The cat has chosen me, hasn’t it? For some unfathomable reason, this bundle of life has chosen me over every person standing in this compound. Me, Death herself. I bend and lift it to my chest. The cat presses closer and meows. His voice hardly floats, water soaked paper dipping beneath the surface of the river.  

I press the cat closer. He smells warm, like a ray of sunshine on a cold winter day. I should put him down, turn my back, walk out. But if I do, he’ll die. There’s only so long he can get by on the scraps of those who struggle to feed themselves. Already, he is skin and bones, and more bones than skin at that.

It is time for Death to save a life.

I twirl around and bow, my cloak flying out behind me. Straightening, I add dramatically, “And that’s the story of how I figured out the formula for reality!”

Some scattered clapping echoed amidst my makeshift audience, but most faces were still clouded over with uncertainty. I tap my foot, masking my confusion with an easy smile. What was the problem here?

Amanda hurries up on the stage beside me and whispers the answer in my ear. Her breath is cold against my skin. “They need more. Tell them what happened next.”

I huff. “That’s boring, Amanda. It was just a lot of thinking.”

Amanda purses her lips and turns away from me, effortlessly painting on a smile for our audience. “Bringing the cat here had an effect no one expected. You see, reality is just opposites.”

“Not really”, I butt in. “It’s actually a range of everything, and to have a range, you need two extremes.” I stretch both my arms to the side to reiterate my point.

So”, Amanda continues, glaring at me. “Death was missing two opposites that would have solved the reality equation. That was where her father went wrong- he thought he was only missing one. The first was happiness- he had sadness, but never happiness. The second was life- and he couldn’t find that, wherever he went.”

I intrude at this point, because if anyone was going to talk about my exploits today, it would be me. “When I brought the cat here”, I say, putting my hands in my pockets to create a mask of casualness, “Life was added to my equation, and it was complete! I had finished the formula for reality! ”

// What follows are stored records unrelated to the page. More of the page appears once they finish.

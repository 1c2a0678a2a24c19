use serde::{Deserialize, Serialize};
use thiserror::Error;

/// Every failure the relay or the selector can report.
///
/// The enum is internally tagged so the relay can put it on the wire and the
/// client can read the same variant back; callers match on variants and never
/// on the display text.
#[derive(Debug, Clone, PartialEq, Eq, Error, Serialize, Deserialize)]
#[serde(tag = "kind", rename_all = "snake_case")]
pub enum DeckError {
    #[error("unknown player: {player}")]
    UnknownPlayer { player: String },
    #[error("invalid identifier: {id:?}")]
    InvalidId { id: String },
    #[error("upstream unavailable: {reason}")]
    UpstreamUnavailable {
        #[serde(default, skip_serializing_if = "Option::is_none")]
        status: Option<u16>,
        reason: String,
    },
    #[error("embedded data block {marker} not found in upstream page")]
    ExtractionFailed { marker: String },
    #[error("malformed payload: {message} (near {preview:?})")]
    MalformedPayload { message: String, preview: String },
    #[error("no deck list at any known path (tried {})", .tried.join(", "))]
    SchemaMismatch { tried: Vec<String> },
    #[error("no decks with a bracket for player {player}")]
    NoUsableDecks { player: String },
}

/// Discriminant of [`DeckError`], for logging and exit-code decisions.
#[derive(Debug, Clone, Copy, PartialEq, Eq, Hash)]
pub enum ErrorKind {
    UnknownPlayer,
    InvalidId,
    UpstreamUnavailable,
    ExtractionFailed,
    MalformedPayload,
    SchemaMismatch,
    NoUsableDecks,
}

impl ErrorKind {
    pub fn id(self) -> &'static str {
        match self {
            Self::UnknownPlayer => "unknown_player",
            Self::InvalidId => "invalid_id",
            Self::UpstreamUnavailable => "upstream_unavailable",
            Self::ExtractionFailed => "extraction_failed",
            Self::MalformedPayload => "malformed_payload",
            Self::SchemaMismatch => "schema_mismatch",
            Self::NoUsableDecks => "no_usable_decks",
        }
    }
}

impl DeckError {
    pub fn kind(&self) -> ErrorKind {
        match self {
            Self::UnknownPlayer { .. } => ErrorKind::UnknownPlayer,
            Self::InvalidId { .. } => ErrorKind::InvalidId,
            Self::UpstreamUnavailable { .. } => ErrorKind::UpstreamUnavailable,
            Self::ExtractionFailed { .. } => ErrorKind::ExtractionFailed,
            Self::MalformedPayload { .. } => ErrorKind::MalformedPayload,
            Self::SchemaMismatch { .. } => ErrorKind::SchemaMismatch,
            Self::NoUsableDecks { .. } => ErrorKind::NoUsableDecks,
        }
    }

    pub fn upstream(status: Option<u16>, reason: impl Into<String>) -> Self {
        Self::UpstreamUnavailable {
            status,
            reason: reason.into(),
        }
    }

    /// HTTP status the relay answers with for this error.
    pub fn http_status(&self) -> u16 {
        match self {
            Self::UnknownPlayer { .. } | Self::NoUsableDecks { .. } => 404,
            Self::InvalidId { .. } => 400,
            Self::UpstreamUnavailable {
                status: Some(code), ..
            } if (400..600).contains(code) => *code,
            Self::UpstreamUnavailable { status: Some(_), .. } => 502,
            Self::UpstreamUnavailable { status: None, .. } => 504,
            Self::ExtractionFailed { .. }
            | Self::MalformedPayload { .. }
            | Self::SchemaMismatch { .. } => 502,
        }
    }
}

/// Error body the relay sends: a readable line plus the tagged error.
#[derive(Debug, Clone, PartialEq, Eq, Serialize, Deserialize)]
pub struct ErrorBody {
    pub error: String,
    #[serde(flatten)]
    pub detail: DeckError,
}

impl From<DeckError> for ErrorBody {
    fn from(detail: DeckError) -> Self {
        Self {
            error: detail.to_string(),
            detail,
        }
    }
}
use deckpick_core::{BracketBuckets, ColorIdentity, Deck, DeckError, Roster};

pub fn deck_line(deck: &Deck) -> String {
    let mut line = format!("{} (bracket {}) {}", deck.name, deck.bracket, deck.url());
    if let Some(colors) = deck.colors {
        line.push_str(&format!(" [{}]", colors.symbols()));
    }
    line
}

/// One line per bracket, in display order.
pub fn bracket_lines(buckets: &BracketBuckets) -> Vec<String> {
    buckets
        .sorted_labels()
        .into_iter()
        .map(|label| {
            let count = buckets.get(label).map_or(0, <[Deck]>::len);
            let noun = if count == 1 { "deck" } else { "decks" };
            format!("bracket {label}: {count} {noun}")
        })
        .collect()
}

pub fn roster_lines(roster: &Roster) -> Vec<String> {
    roster
        .players()
        .map(|(player, folder)| format!("{player} -> folder {folder}"))
        .collect()
}

pub fn colors_line(colors: &ColorIdentity) -> String {
    format!(
        "{} (W={} U={} B={} R={} G={})",
        colors.symbols(),
        colors.white,
        colors.blue,
        colors.black,
        colors.red,
        colors.green
    )
}

pub fn error_line(err: &DeckError) -> String {
    format!("{err} [{}]", err.kind().id())
}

The claps are thunderous now, and I relax. This is what I am used to, outright admiration from a crowd when I’m done. The noise keeps increasing, till it becomes near deafening. I sink to my knees, clutching my ears, but no one stops. The claps hit my ears like hammers, and my vision blinks and swims until…

I snap awake, my eyes shooting open. My heart is beating frantically, like a bird desperate to leave its cage. It takes a minute for my surroundings to register, for me to realize I’m home in my own bed. I slump and sigh. The end had been harsh, but the ecstasy of success had been frighteningly real. I glance around at my messy place, disappointment freezing in my veins. The bottles are still there, empty and cold, proof of a hundred nights of greedy drinking. Just like my dream.

But were those the only relics of my slumber? I freeze, working it out in my head. Factor in life and happiness, and the equation might just work out. A broad smile creeps over my face. I grab my phone and call Amanda, not caring that it was nearly three in the morning. She picked up, too, her characteristically perfect adherence to the call of duty shining through.

“Hey Amanda.”, I tell her, and I can  hear the smile in my own voice. “Make arrangements. I’m going to adopt a cat.”

“Uh-“

“Also, why don’t you book the closest stage for tomorrow evening? “, I grin, trying to stop myself from doing a little victory dance. “I think I just may have something to talk about.”

And that’s the story of my success, and your adoption.”, the girl finished, playing with the edge of her frock as she leant down to the orange kitten with wide, hopeful eyes. “What do you think?”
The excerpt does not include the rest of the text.